#### Entries supplied ####

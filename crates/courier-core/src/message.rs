use std::time::{SystemTime, UNIX_EPOCH};

use serde::{Deserialize, Serialize};
use uuid::Uuid;

/// Envelope option flags. Stored as a bitmask so transports can define
/// behavior without envelope schema changes.
pub mod options {
    /// No options set.
    pub const NONE: u32 = 0;
    /// Signal the dead-letter topic channel when this message is dead-lettered.
    pub const NOTIFY_ON_DLQ: u32 = 1 << 0;
}

/// Structured error recorded into an envelope on a failed processing attempt.
#[derive(Debug, Clone, Serialize, Deserialize, PartialEq, Eq)]
pub struct MessageError {
    pub code: String,
    pub message: String,
}

/// The wire-level unit of work: an opaque serialized payload plus delivery
/// metadata. This is what moves through queues — distinct from the typed
/// bodies handlers consume.
#[derive(Debug, Clone, Serialize, Deserialize, PartialEq)]
pub struct Message {
    pub id: Uuid,
    /// Epoch milliseconds at creation.
    pub created_at: u64,
    /// Logical type tag of the body, used to derive the queue name set.
    pub type_name: String,
    pub body: Vec<u8>,
    /// Completed failed attempts. Incremented only by the worker pool.
    pub retry_attempts: u32,
    pub error: Option<MessageError>,
    /// When set, replies (and terminal-failure notifications) go here
    /// instead of the type's Out queue.
    pub reply_to: Option<String>,
    /// Bitmask of [`options`] flags.
    pub options: u32,
    /// Ordering hint. The Redis transport routes `priority > 0` publishes to
    /// the type's priority queue; the in-memory transport ignores it.
    pub priority: i64,
}

impl Message {
    /// Build a fresh envelope with a UUIDv7 id and a zeroed retry counter.
    pub fn new(type_name: impl Into<String>, body: Vec<u8>) -> Self {
        Self {
            id: Uuid::now_v7(),
            created_at: epoch_millis(),
            type_name: type_name.into(),
            body,
            retry_attempts: 0,
            error: None,
            reply_to: None,
            options: options::NONE,
            priority: 0,
        }
    }

    pub fn with_reply_to(mut self, queue: impl Into<String>) -> Self {
        self.reply_to = Some(queue.into());
        self
    }

    pub fn with_options(mut self, options: u32) -> Self {
        self.options = options;
        self
    }

    pub fn with_priority(mut self, priority: i64) -> Self {
        self.priority = priority;
        self
    }

    pub fn has_option(&self, flag: u32) -> bool {
        self.options & flag != 0
    }
}

pub(crate) fn epoch_millis() -> u64 {
    SystemTime::now()
        .duration_since(UNIX_EPOCH)
        .unwrap_or_default()
        .as_millis() as u64
}

#[cfg(test)]
mod tests {
    use super::*;

    #[test]
    fn new_message_has_fresh_metadata() {
        let msg = Message::new("Greet", vec![1, 2, 3]);
        assert_eq!(msg.type_name, "Greet");
        assert_eq!(msg.body, vec![1, 2, 3]);
        assert_eq!(msg.retry_attempts, 0);
        assert!(msg.error.is_none());
        assert!(msg.reply_to.is_none());
        assert_eq!(msg.options, options::NONE);
        assert_eq!(msg.priority, 0);
        assert!(msg.created_at > 0);
    }

    #[test]
    fn ids_are_unique() {
        let a = Message::new("Greet", vec![]);
        let b = Message::new("Greet", vec![]);
        assert_ne!(a.id, b.id);
    }

    #[test]
    fn builders_set_fields() {
        let msg = Message::new("Greet", vec![])
            .with_reply_to("mq:custom.reply")
            .with_options(options::NOTIFY_ON_DLQ)
            .with_priority(5);
        assert_eq!(msg.reply_to.as_deref(), Some("mq:custom.reply"));
        assert!(msg.has_option(options::NOTIFY_ON_DLQ));
        assert_eq!(msg.priority, 5);
    }

    #[test]
    fn envelope_round_trips_through_json() {
        let mut msg = Message::new("Incr", b"{\"value\":1}".to_vec());
        msg.retry_attempts = 2;
        msg.error = Some(MessageError {
            code: "Transient".to_string(),
            message: "boom".to_string(),
        });
        let bytes = serde_json::to_vec(&msg).unwrap();
        let decoded: Message = serde_json::from_slice(&bytes).unwrap();
        assert_eq!(decoded, msg);
    }
}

####

Starting at the line that contains "message is dead-lettered." and stopping after the line that contains "#[derive(Debug, Clone, Serialize, Deserialize, PartialEq, Eq)]", write out every line exactly as it appears above, and no other line.

    /// Signal the dead-letter topic channel when this message is dead-lettered.
    pub const NOTIFY_ON_DLQ: u32 = 1 << 0;
}

/// Structured error recorded into an envelope on a failed processing attempt.
#[derive(Debug, Clone, Serialize, Deserialize, PartialEq, Eq)]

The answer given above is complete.